Ils marchaient main dans la main en direction du salon de thé pour s'offrir une pause douceur après la reprise du travail. Depuis leur retour de Tokyo, les deux hommes ne s'étaient pas lâchés et cela leur avait fait une étrange sensation de devoir se souhaiter une bonne journée le matin et de se quitter. Il ne leur avait pas fallu plus de deux jours pour s'habituer à la présence l'un de l'autre au quotidien.
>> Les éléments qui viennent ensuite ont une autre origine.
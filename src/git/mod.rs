use anyhow::{Context, Result};
use std::fs::OpenOptions;
use std::path::{Path, PathBuf};
use tracing::debug;

use crate::util::xdg;

mod rewrite;

pub use rewrite::{apply_url_rewrite, insteadof_key, remove_url_rewrite, url_rewrite, UrlRewrite};

/// Access to multi-valued Git configuration entries.
pub trait GitConfigStore {
    /// Set `name` to `value`. With `replace`, every existing value of `name`
    /// is dropped first; otherwise `value` is added alongside them.
    fn set_config(&mut self, name: &str, value: &str, replace: bool) -> Result<()>;

    /// Remove every value of `name`. A key that is not set is not an error.
    fn rm_config(&mut self, name: &str) -> Result<()>;
}

/// [`GitConfigStore`] backed by a single config file through libgit2.
///
/// The file is opened (and created if missing) on first use, so a store
/// that is never written to leaves the filesystem alone.
pub struct Git2ConfigStore {
    path: PathBuf,
    config: Option<git2::Config>,
}

impl Git2ConfigStore {
    /// The user's global config, `~/.gitconfig` when git has none yet.
    pub fn global() -> Result<Self> {
        let path = match git2::Config::find_global() {
            Ok(path) => path,
            Err(_) => xdg::home_dir()?.join(".gitconfig"),
        };
        Ok(Self::new(path))
    }

    pub fn new(path: impl Into<PathBuf>) -> Self {
        Self {
            path: path.into(),
            config: None,
        }
    }

    pub fn path(&self) -> &Path {
        &self.path
    }

    fn config(&mut self) -> Result<&mut git2::Config> {
        if self.config.is_none() {
            OpenOptions::new()
                .append(true)
                .create(true)
                .open(&self.path)
                .with_context(|| format!("Failed to create git config {:?}", self.path))?;
            let config = git2::Config::open(&self.path)
                .with_context(|| format!("Failed to open git config {:?}", self.path))?;
            self.config = Some(config);
        }
        self.config
            .as_mut()
            .context("git config was not opened")
    }

    /// All values currently set for `name`.
    pub fn values(&mut self, name: &str) -> Result<Vec<String>> {
        let mut values = Vec::new();
        let config = self.config()?;
        let mut entries = match config.multivar(name, None) {
            Ok(entries) => entries,
            Err(err) if err.code() == git2::ErrorCode::NotFound => return Ok(values),
            Err(err) => return Err(err).with_context(|| format!("Failed to read {name}")),
        };

        while let Some(entry) = entries.next() {
            let entry = entry.with_context(|| format!("Failed to read {name}"))?;
            if let Some(value) = entry.value() {
                values.push(value.to_string());
            }
        }
        Ok(values)
    }

    fn remove_all(&mut self, name: &str) -> Result<()> {
        let path = self.path.clone();
        match self.config()?.remove_multivar(name, ".*") {
            Ok(()) => Ok(()),
            Err(err) if err.code() == git2::ErrorCode::NotFound => Ok(()),
            Err(err) => Err(err).with_context(|| format!("Failed to unset {name} in {:?}", path)),
        }
    }
}

impl GitConfigStore for Git2ConfigStore {
    fn set_config(&mut self, name: &str, value: &str, replace: bool) -> Result<()> {
        debug!(replace, "git config {name} {value}");
        if replace {
            self.remove_all(name)?;
        }

        // A pattern that matches no value appends a new entry.
        let path = self.path.clone();
        self.config()?
            .set_multivar(name, "^$", value)
            .with_context(|| format!("Failed to set {name} in {:?}", path))
    }

    fn rm_config(&mut self, name: &str) -> Result<()> {
        debug!("git config --unset-all {name}");
        self.remove_all(name)
    }
}

#[cfg(test)]
mod tests {
    use super::*;
    use tempfile::TempDir;

    const KEY: &str = "url.git@repo-abc.github.com:org/repo.insteadOf";

    #[test]
    fn test_file_is_created_on_first_use() {
        let temp = TempDir::new().unwrap();
        let path = temp.path().join("gitconfig");
        let mut store = Git2ConfigStore::new(&path);
        assert_eq!(store.path(), path.as_path());
        assert!(!path.exists());

        assert!(store.values(KEY).unwrap().is_empty());
        assert!(path.exists());
    }

    #[test]
    fn test_add_and_replace_values() {
        let temp = TempDir::new().unwrap();
        let mut store = Git2ConfigStore::new(temp.path().join("gitconfig"));

        store
            .set_config(KEY, "https://github.com/org/repo", true)
            .unwrap();
        store
            .set_config(KEY, "git@github.com:org/repo", false)
            .unwrap();
        assert_eq!(
            store.values(KEY).unwrap(),
            vec!["https://github.com/org/repo", "git@github.com:org/repo"]
        );

        store
            .set_config(KEY, "https://github.com/org/repo", true)
            .unwrap();
        assert_eq!(store.values(KEY).unwrap(), vec!["https://github.com/org/repo"]);
    }

    #[test]
    fn test_rm_config_removes_all_values() {
        let temp = TempDir::new().unwrap();
        let path = temp.path().join("gitconfig");
        let mut store = Git2ConfigStore::new(&path);

        store.set_config(KEY, "a", true).unwrap();
        store.set_config(KEY, "b", false).unwrap();
        store.rm_config(KEY).unwrap();
        assert!(store.values(KEY).unwrap().is_empty());

        // Unsetting again is fine.
        store.rm_config(KEY).unwrap();
    }
}
use anyhow::Result;
use std::env;

use crate::agent::{SshAgent, SSH_AGENT_PID};
use crate::deploy;
use crate::git::Git2ConfigStore;
use crate::job::Job;
use crate::known_hosts::remove_known_hosts;
use crate::state::{KnownHostsState, Restored, StateStore, IS_POST_KEY, KNOWN_HOSTS_KEY};
use crate::ui;

/// Undo setup. Problems are reported as warnings; nothing found to undo
/// is not an error.
pub fn execute(job: &Job) -> Result<()> {
    let mut state = job.state_store();

    {
        let _group = ui::group("Stopping ssh-agent");
        stop_agent();
    }

    {
        let _group = ui::group("Cleaning up known hosts");
        cleanup_known_hosts(state.as_mut());
    }

    {
        let _group = ui::group("Cleaning up deploy keys");
        match Git2ConfigStore::global() {
            Ok(mut git) => {
                let report = deploy::cleanup_deploy_keys(&mut git, state.as_mut());
                ui::success(
                    "Cleaned",
                    format!(
                        "{} key file(s), {} SSH config block(s), {} URL rewrite(s)",
                        report.key_files_removed, report.config_blocks_removed, report.rewrites_removed
                    ),
                );
                for failure in &report.failures {
                    ui::warn(failure);
                }
            }
            Err(err) => ui::warn(format!("Skipping deploy key cleanup: {err:#}")),
        }
    }

    if let Err(err) = state.remove(IS_POST_KEY) {
        ui::warn(format!("{err:#}"));
    }
    Ok(())
}

fn stop_agent() {
    if env::var_os(SSH_AGENT_PID).is_none() {
        ui::info(format!("{SSH_AGENT_PID} not set, no agent to stop"));
        return;
    }

    match SshAgent::new().kill() {
        Ok(()) => ui::success("Stopped", "ssh-agent"),
        Err(err) => ui::warn(format!("Failed to stop ssh-agent: {err}")),
    }
}

fn cleanup_known_hosts(state: &mut dyn StateStore) {
    let record = match KnownHostsState::restore(state) {
        Restored::Found(record) => record,
        Restored::Absent => return,
        Restored::Corrupt(reason) => {
            ui::warn(format!("Ignoring unreadable known hosts state: {reason}"));
            return;
        }
    };

    let Some(path) = record.path else {
        return;
    };
    match remove_known_hosts(&path, &record.entries) {
        Ok(removed) => {
            ui::success("Removed", format!("{removed} known host(s) from {:?}", path));
            if let Err(err) = state.remove(KNOWN_HOSTS_KEY) {
                ui::warn(format!("{err:#}"));
            }
        }
        Err(err) => ui::warn(format!("{err:#}")),
    }
}
use regex::Regex;
use std::fmt;
use std::sync::OnceLock;

mod alias;
mod comment;

pub use alias::{compute_alias, select_deploy_keys};
pub use comment::{classify, extract_user, match_org_pattern, match_repo_pattern};

/// One identity as listed by the agent (`algorithm material comment`)
#[derive(Debug, Clone, PartialEq, Eq)]
pub struct PublicKey {
    pub algorithm: String,
    pub material: String,
    pub comment: String,
}

impl PublicKey {
    pub fn new(
        algorithm: impl Into<String>,
        material: impl Into<String>,
        comment: impl Into<String>,
    ) -> Self {
        Self {
            algorithm: algorithm.into(),
            material: material.into(),
            comment: comment.into(),
        }
    }

    /// Parse an `authorized_keys`-style line. The comment is the remainder of
    /// the line after the key material and may contain spaces.
    pub fn parse(line: &str) -> Option<Self> {
        let line = line.trim();
        let (algorithm, rest) = line.split_once(char::is_whitespace)?;
        let rest = rest.trim_start();
        let (material, comment) = match rest.split_once(char::is_whitespace) {
            Some((material, comment)) => (material, comment.trim()),
            None => (rest, ""),
        };

        if algorithm.is_empty() || material.is_empty() {
            return None;
        }

        Some(Self::new(algorithm, material, comment))
    }
}

impl fmt::Display for PublicKey {
    fn fmt(&self, f: &mut fmt::Formatter<'_>) -> fmt::Result {
        if self.comment.is_empty() {
            write!(f, "{} {}", self.algorithm, self.material)
        } else {
            write!(f, "{} {} {}", self.algorithm, self.material, self.comment)
        }
    }
}

/// A public key whose comment names a repository or organization
#[derive(Debug, Clone, PartialEq, Eq)]
pub struct DeployKeyMatch {
    pub key: PublicKey,
    /// SSH user, `git` unless the comment starts with `user@`
    pub user: String,
    pub host: String,
    /// `owner/repo` for repository keys, `owner` for organization keys
    pub repo_path: String,
    pub is_org_scoped: bool,
}

impl DeployKeyMatch {
    pub fn kind(&self) -> &'static str {
        if self.is_org_scoped {
            "org"
        } else {
            "repo"
        }
    }
}

/// A deploy key together with the alias it is routed through.
///
/// `file_name` and `mapped_host` depend only on the scope, the comment and
/// the host, so two keys with the same comment share an alias and the last
/// one configured wins.
#[derive(Debug, Clone, PartialEq, Eq)]
pub struct AliasedDeployKey {
    pub deploy_key: DeployKeyMatch,
    pub file_name: String,
    pub mapped_host: String,
}

impl AliasedDeployKey {
    pub fn user(&self) -> &str {
        &self.deploy_key.user
    }

    pub fn host(&self) -> &str {
        &self.deploy_key.host
    }

    pub fn repo_path(&self) -> &str {
        &self.deploy_key.repo_path
    }

    pub fn public_key(&self) -> &PublicKey {
        &self.deploy_key.key
    }
}

fn private_key_regex() -> &'static Regex {
    static PRIVATE_KEY: OnceLock<Regex> = OnceLock::new();
    PRIVATE_KEY.get_or_init(|| {
        Regex::new(r"(?s)-----BEGIN [A-Z0-9 ]*PRIVATE KEY-----.*?-----END [A-Z0-9 ]*PRIVATE KEY-----")
            .expect("private key pattern is valid")
    })
}

/// Split concatenated PEM input into individual private keys, in order.
///
/// Text between blocks is ignored.
pub fn parse_private_keys(text: &str) -> Vec<String> {
    private_key_regex()
        .find_iter(text)
        .map(|block| block.as_str().to_string())
        .collect()
}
— Très bien oui. Ça s'est mieux passé que ce que je pensais, le retour de vacances n'a pas été trop dur finalement. Et toi ?
— Oh tu sais, avec quatre heures de cours ce matin et une petite réunion en début d'après-midi, la reprise n'a pas été trop dure. J'avais peur de m'ennuyer en attendant que tu termines mais l'état de Tendou ne s'arrange pas. On a appelé le médecin et j'ai dû aller dévaliser la pharmacie pour lui. J'ai dû batailler pour qu'il mange un peu de brioche. Tu te rends compte ?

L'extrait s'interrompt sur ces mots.